# Ngô Quốc Anh

## July 15, 2010

### The winding number is a special case of the Brouwer degree

Filed under: Giải tích 7 (MA4247) — Ngô Quốc Anh @ 18:25

In the classical complex analysis, the winding number of a plane curve $\Gamma$ with respect to a point $a \notin \mathbb C \setminus \Gamma$ is defined by

$\displaystyle w(\Gamma ,a) = \frac{1}{{2\pi i}}\int_\Gamma {\frac{{dz}}{{z - a}}}$.

Let $\Omega \subset \mathbb R^n$ be open and bounded. Let $f : \Omega \to \mathbb R^n$ and $p \notin f(\partial \Omega)$. Notation $J_f(a)$ denotes the Jacobian of $f$ evaluated at $a$. It is well-known that the Brouwer Degree Theory, usually denoted by $\deg$, is constructed for continuous function, $C^0(\overline\Omega)$-class, via the following steps

For the $C^1(\overline\Omega)$-class: We assume $J_f(f^{-1}(p)) \ne 0$ then

$\displaystyle\deg (f,\Omega ,p) = \begin{cases} \sum\limits_{x \in {f^{ - 1}}(p)} {{\rm sgn} {J_f}(x)} , & {f^{ - 1}}(p) \ne \emptyset ,\\ 0, & {f^{ - 1}}(p) = \emptyset.\end{cases}$

For the $C^2(\overline\Omega)$-class: In case we want to remove the condition $J_f(f^{-1}(p)) \ne 0$, we then define

$\displaystyle\deg (f,\Omega ,p) = \deg (f,\Omega ,p')$

where $p'$ is any regular value of $f$ sufficiently closed to $p$ in the sense that

$\displaystyle\left\| {p - p'} \right\| < {\rm dist}(p,f(\partial \Omega ))$.

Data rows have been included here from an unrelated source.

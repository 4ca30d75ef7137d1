//! Deletion-group lifecycle engine behind the `softrm` safe delete tool.
//!
//! Instead of removing files, a delete moves them into a fresh container
//! directory inside the trash root. Containers mirror the absolute paths of
//! what they hold, which is all the information restore needs.

pub mod errors;
pub mod fs;
pub mod helpers;
pub mod identifier;
pub mod lock;
pub mod models;
pub mod purger;
pub mod registry;
pub mod relocator;
pub mod restorer;
pub mod trash;

pub use errors::{CoreError, Result};
pub use fs::{FileSystem, RealFileSystem};
pub use helpers::{
    expand_env,
    print_size,
    sanitize_user_path,
    CONTAINER_TIME_FORMAT,
    DISPLAY_TIME_FORMAT,
};
pub use identifier::{ContainerName, GroupId, IdGenerator};
pub use models::{
    CommandKind,
    DeletionGroup,
    DeletionReceipt,
    FlushReport,
    FlushRequest,
    GroupSummary,
    PurgeOutcome,
    RelocatedEntry,
    RestoreOutcome,
    RestoreReport,
    TrashConfig,
};
pub use trash::Trash;

/// Re-export a small stable API surface for front ends.
pub mod prelude {
    pub use crate::{
        errors::{CoreError, Result},
        fs::{FileSystem, RealFileSystem},
        helpers::*,
        models::*,
        trash::Trash,
    };
}
//! Trash directory configuration.
//!
//! The trash root comes from, in priority order: the `--trash-dir` flag or
//! `SOFTRM_TRASH_DIR`, the `trashdir` key of the config file, and finally
//! the platform data directory. Environment variables inside the value are
//! expanded.

use anyhow::{Context, Result};
use directories::ProjectDirs;
use serde::Deserialize;
use softrm_core::TrashConfig;
use std::fs;
use std::path::{Path, PathBuf};

/// Contents of `config.toml`.
#[derive(Debug, Clone, Default, Deserialize)]
#[serde(deny_unknown_fields)]
pub struct FileConfig {
    /// Trash directory, may reference environment variables.
    pub trashdir: Option<String>,
}

impl FileConfig {
    /// Loads the config file.
    ///
    /// An explicitly given file must exist; a missing default file simply
    /// yields the defaults.
    pub fn load(explicit: Option<&Path>) -> Result<Self> {
        let path = match explicit {
            Some(path) => path.to_path_buf(),
            None => match Self::default_path() {
                Some(path) if path.exists() => path,
                _ => {
                    log::debug!("no config file found, using defaults");
                    return Ok(Self::default());
                }
            },
        };

        let content = fs::read_to_string(&path)
            .with_context(|| format!("failed to read config file {}", path.display()))?;
        let config = Self::parse(&content)
            .with_context(|| format!("invalid config file {}", path.display()))?;
        log::debug!("loaded config from {}", path.display());
        Ok(config)
    }

    pub fn parse(content: &str) -> Result<Self> {
        Ok(toml::from_str(content)?)
    }

    fn default_path() -> Option<PathBuf> {
        project_dirs().map(|dirs| dirs.config_dir().join("config.toml"))
    }
}

fn project_dirs() -> Option<ProjectDirs> {
    ProjectDirs::from("", "", "softrm")
}

/// Picks the trash root from the flag, the config file or the default.
pub fn resolve_trash_config(flag: Option<&str>, file: &FileConfig, cwd: &Path) -> Result<TrashConfig> {
    let raw = match flag.or(file.trashdir.as_deref()) {
        Some(raw) => raw.to_string(),
        None => default_trash_dir()?,
    };
    let config = TrashConfig::from_raw(&raw, cwd)?;
    log::debug!("trash directory resolved to {}", config.trash_root.display());
    Ok(config)
}

fn default_trash_dir() -> Result<String> {
    let dirs = project_dirs().context("failed to determine the user's data directory")?;
    Ok(dirs.data_dir().join("trash").to_string_lossy().into_owned())
}
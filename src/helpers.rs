//! Shared utility helpers for path handling and trash maintenance.

use crate::errors::CoreError;
use crate::fs::FileSystem;
use chrono::{DateTime, NaiveDateTime, TimeZone, Utc};
use std::path::{Component, Path, PathBuf};

/// Timestamp format used in deletion-group container names.
pub const CONTAINER_TIME_FORMAT: &str = "%Y-%m-%dT%H-%M-%S";

/// Timestamp format used when rendering deletion times for people.
pub const DISPLAY_TIME_FORMAT: &str = "%Y-%m-%d %H:%M:%S";

/// Returns a user-safe, trimmed path string that can be used in logs and messages.
pub fn sanitize_user_path(path: &Path) -> String {
    path.display().to_string().trim().to_string()
}

/// Parses the timestamp prefix of a container name into a UTC datetime.
pub fn parse_container_time(value: &str) -> Option<DateTime<Utc>> {
    NaiveDateTime::parse_from_str(value, CONTAINER_TIME_FORMAT)
        .ok()
        .map(|naive| Utc.from_utc_datetime(&naive))
}

/// Serializes a UTC datetime into the container-name timestamp format.
pub fn format_container_time(time: &DateTime<Utc>) -> String {
    time.format(CONTAINER_TIME_FORMAT).to_string()
}

/// Human readable size rendering.
pub fn print_size(bytes: u64) -> String {
    const SUFFIXES: [&str; 5] = ["B", "K", "M", "G", "T"];
    let mut value = bytes as f64;
    let mut idx = 0usize;

    while value >= 1024.0 && idx < SUFFIXES.len() - 1 {
        value /= 1024.0;
        idx += 1;
    }

    if idx == 0 {
        format!("{:.0} {}", value, SUFFIXES[idx])
    } else {
        format!("{:.1} {}", value, SUFFIXES[idx])
    }
}

/// Expands `$VAR` and `${VAR}` references; unset variables expand to nothing.
pub fn expand_env(raw: &str) -> String {
    expand_with(raw, |name| std::env::var(name).ok())
}

fn expand_with(raw: &str, lookup: impl Fn(&str) -> Option<String>) -> String {
    let mut out = String::with_capacity(raw.len());
    let mut chars = raw.chars().peekable();

    while let Some(ch) = chars.next() {
        if ch != '$' {
            out.push(ch);
            continue;
        }
        let name = if chars.peek() == Some(&'{') {
            chars.next();
            let mut name = String::new();
            let mut closed = false;
            for c in chars.by_ref() {
                if c == '}' {
                    closed = true;
                    break;
                }
                name.push(c);
            }
            if !closed {
                out.push_str("${");
                out.push_str(&name);
                continue;
            }
            name
        } else {
            let mut name = String::new();
            while let Some(&c) = chars.peek() {
                if c.is_ascii_alphanumeric() || c == '_' {
                    name.push(c);
                    chars.next();
                } else {
                    break;
                }
            }
            if name.is_empty() {
                out.push('$');
                continue;
            }
            name
        };
        out.push_str(&lookup(&name).unwrap_or_default());
    }
    out
}

/// Makes `path` absolute against `base` and removes `.` and `..` segments
/// without touching the filesystem (symlinks are left unresolved). Only
/// suited to settings; delete arguments are resolved through the filesystem.
pub fn absolutize(path: &Path, base: &Path) -> PathBuf {
    let joined = if path.is_absolute() {
        path.to_path_buf()
    } else {
        base.join(path)
    };

    let mut normalized = PathBuf::new();
    for component in joined.components() {
        match component {
            Component::CurDir => {}
            Component::ParentDir => {
                // `pop` refuses to climb above the root, which is what `/..` means.
                normalized.pop();
            }
            other => normalized.push(other.as_os_str()),
        }
    }
    normalized
}

/// Returns the path of `absolute` mirrored underneath `container`.
pub fn mirror_path(container: &Path, absolute: &Path) -> PathBuf {
    let mut mirrored = container.to_path_buf();
    for component in absolute.components() {
        if let Component::Normal(segment) = component {
            mirrored.push(segment);
        }
    }
    mirrored
}

/// Checks that `dir` is a usable directory, creating it when missing.
///
/// Returns `true` when the directory had to be created.
pub fn ensure_dir_exists(fs: &dyn FileSystem, dir: &Path) -> crate::Result<bool> {
    match fs.metadata(dir) {
        Ok(meta) => {
            if !meta.is_dir() {
                return Err(CoreError::NotADirectory(dir.to_path_buf()));
            }
            #[cfg(unix)]
            {
                use std::os::unix::fs::PermissionsExt;
                if meta.permissions().mode() & 0o700 != 0o700 {
                    return Err(CoreError::PermissionDenied(dir.to_path_buf()));
                }
            }
            Ok(false)
        }
        Err(err) if err.is_not_found() => {
            fs.create_dir_all(dir)?;
            Ok(true)
        }
        Err(err) => Err(err),
    }
}

/// Sums the apparent size of every file below `path`.
pub fn tree_size(fs: &dyn FileSystem, path: &Path) -> crate::Result<u64> {
    let meta = fs.symlink_metadata(path)?;
    if !meta.is_dir() {
        return Ok(meta.len());
    }
    let mut total = 0;
    for child in fs.list_dir(path)? {
        total += tree_size(fs, &child)?;
    }
    Ok(total)
}

#[cfg(test)]
mod tests {
    use super::*;
    use crate::fs::RealFileSystem;

    fn lookup(name: &str) -> Option<String> {
        match name {
            "HOME" => Some("/home/dan".to_string()),
            "XDG" => Some("/xdg".to_string()),
            _ => None,
        }
    }

    #[test]
    fn expands_both_variable_forms() {
        assert_eq!(expand_with("$HOME/.trash", lookup), "/home/dan/.trash");
        assert_eq!(expand_with("${XDG}/softrm", lookup), "/xdg/softrm");
    }

    #[test]
    fn unset_variables_expand_to_nothing() {
        assert_eq!(expand_with("/a/$NOPE/b", lookup), "/a//b");
    }

    #[test]
    fn stray_dollars_are_kept() {
        assert_eq!(expand_with("/cost$/x", lookup), "/cost$/x");
        assert_eq!(expand_with("/a/${HOME", lookup), "/a/${HOME");
    }

    #[test]
    fn absolutize_resolves_relative_segments() {
        let base = Path::new("/work/project");
        assert_eq!(absolutize(Path::new("notes.txt"), base), PathBuf::from("/work/project/notes.txt"));
        assert_eq!(absolutize(Path::new("../other/./x"), base), PathBuf::from("/work/other/x"));
        assert_eq!(absolutize(Path::new("/../../etc"), base), PathBuf::from("/etc"));
    }

    #[test]
    fn mirror_path_strips_root() {
        let mirrored = mirror_path(Path::new("/trash/g"), Path::new("/home/user/notes.txt"));
        assert_eq!(mirrored, PathBuf::from("/trash/g/home/user/notes.txt"));
    }

    #[test]
    fn container_time_round_trips_at_second_precision() {
        let time = parse_container_time("2017-06-01T13-45-09").unwrap();
        assert_eq!(format_container_time(&time), "2017-06-01T13-45-09");
        assert!(parse_container_time("2017-06-01 13:45:09").is_none());
    }

    #[test]
    fn print_size_uses_binary_units() {
        assert_eq!(print_size(512), "512 B");
        assert_eq!(print_size(1536), "1.5 K");
        assert_eq!(print_size(5 * 1024 * 1024), "5.0 M");
    }

    #[test]
    fn ensure_dir_exists_creates_and_validates() {
        let tmp = tempfile::tempdir().unwrap();
        let dir = tmp.path().join("trash");
        assert!(ensure_dir_exists(&RealFileSystem, &dir).unwrap());
        assert!(!ensure_dir_exists(&RealFileSystem, &dir).unwrap());

        let file = tmp.path().join("file");
        std::fs::write(&file, b"x").unwrap();
        assert!(matches!(
            ensure_dir_exists(&RealFileSystem, &file),
            Err(CoreError::NotADirectory(_))
        ));
    }

    #[test]
    fn tree_size_sums_nested_files() {
        let tmp = tempfile::tempdir().unwrap();
        std::fs::create_dir_all(tmp.path().join("a/b")).unwrap();
        std::fs::write(tmp.path().join("a/one"), [0u8; 10]).unwrap();
        std::fs::write(tmp.path().join("a/b/two"), [0u8; 5]).unwrap();
        assert_eq!(tree_size(&RealFileSystem, &tmp.path().join("a")).unwrap(), 15);
    }
}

For the $C^0(\overline\Omega)$-class: In this case, we define

$\displaystyle\deg (f,\Omega ,p) = \deg (g,\Omega ,p)$

where $g \in C^2(\overline\Omega)$ is sufficiently closed to $f$ in the sense that

$\displaystyle\left\| f-g \right\| < {\rm dist}(p,f(\partial \Omega ))$.

Now we prove the following fact

Theorem.  Let $B(0,1)\subset \mathbb C$ be the unit ball and $\Gamma = \partial B(0,1)$. Assume $f : \overline{B(0,1)} \to \mathbb C$ is a $C^1$ function and $a \notin f(\Gamma)$. Then

$\displaystyle\deg (f,B(0,1),a) = \frac{1}{{2\pi i}}\int_{f(\Gamma )} {\frac{{dz}}{{z - a}}}$.